▶ **Source material**
▽
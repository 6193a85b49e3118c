use std::sync::Arc;

use axum::Router;
use axum::response::Response;
use chrono::{NaiveDate, NaiveDateTime};
use http_body_util::BodyExt;

use ge_market_backend::models::dataset::{Dataset, PriceRow};
use ge_market_backend::{AppState, router};

#[allow(dead_code)]
pub fn date(y: i32, m: u32, d: u32) -> NaiveDateTime {
    NaiveDate::from_ymd_opt(y, m, d)
        .unwrap()
        .and_hms_opt(0, 0, 0)
        .unwrap()
}

#[allow(dead_code)]
pub fn row(
    item_id: i64,
    name: Option<&str>,
    when: NaiveDateTime,
    high: f64,
    low: f64,
    high_volume: f64,
    low_volume: f64,
) -> PriceRow {
    PriceRow {
        unix_time: when.and_utc().timestamp(),
        item_id,
        avg_high_price: high,
        avg_low_price: low,
        high_price_volume: high_volume,
        low_price_volume: low_volume,
        date_time: when,
        item_name: name.map(str::to_string),
    }
}

/// Small fixture dataset: one item with a pre- and a post-cutoff row, a
/// second item, and an unnamed row.
pub fn test_dataset() -> Dataset {
    Dataset {
        rows: vec![
            row(1, Some("Rune Platebody"), date(2023, 1, 1), 100.0, 90.0, 5.0, 3.0),
            row(1, Some("Rune Platebody"), date(2023, 10, 1), 120.0, 95.0, 9.0, 9.0),
            row(2, Some("Dragon Dagger"), date(2023, 2, 1), 300.0, 280.0, 2.0, 2.0),
            row(3, None, date(2023, 3, 1), 50.0, 40.0, 1.0, 1.0),
        ],
    }
}

pub fn test_app() -> Router {
    router(AppState {
        dataset: Arc::new(test_dataset()),
    })
}

pub async fn body_string(response: Response) -> String {
    let bytes = response.into_body().collect().await.unwrap().to_bytes();
    String::from_utf8(bytes.to_vec()).unwrap()
}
△
▶ **Work request**
Return every line of the material word for word.

▶ **Task result**
repository 6193a85b49e3118c
use std::sync::Arc;

use axum::Router;
use axum::response::Response;
use chrono::{NaiveDate, NaiveDateTime};
use http_body_util::BodyExt;

use ge_market_backend::models::dataset::{Dataset, PriceRow};
use ge_market_backend::{AppState, router};

#[allow(dead_code)]
pub fn date(y: i32, m: u32, d: u32) -> NaiveDateTime {
    NaiveDate::from_ymd_opt(y, m, d)
        .unwrap()
        .and_hms_opt(0, 0, 0)
        .unwrap()
}

#[allow(dead_code)]
pub fn row(
    item_id: i64,
    name: Option<&str>,
    when: NaiveDateTime,
    high: f64,
    low: f64,
    high_volume: f64,
    low_volume: f64,
) -> PriceRow {
    PriceRow {
        unix_time: when.and_utc().timestamp(),
        item_id,
        avg_high_price: high,
        avg_low_price: low,
        high_price_volume: high_volume,
        low_price_volume: low_volume,
        date_time: when,
        item_name: name.map(str::to_string),
    }
}

/// Small fixture dataset: one item with a pre- and a post-cutoff row, a
/// second item, and an unnamed row.
pub fn test_dataset() -> Dataset {
    Dataset {
        rows: vec![
            row(1, Some("Rune Platebody"), date(2023, 1, 1), 100.0, 90.0, 5.0, 3.0),
            row(1, Some("Rune Platebody"), date(2023, 10, 1), 120.0, 95.0, 9.0, 9.0),
            row(2, Some("Dragon Dagger"), date(2023, 2, 1), 300.0, 280.0, 2.0, 2.0),
            row(3, None, date(2023, 3, 1), 50.0, 40.0, 1.0, 1.0),
        ],
    }
}

pub fn test_app() -> Router {
    router(AppState {
        dataset: Arc::new(test_dataset()),
    })
}

pub async fn body_string(response: Response) -> String {
    let bytes = response.into_body().collect().await.unwrap().to_bytes();
    String::from_utf8(bytes.to_vec()).unwrap()
}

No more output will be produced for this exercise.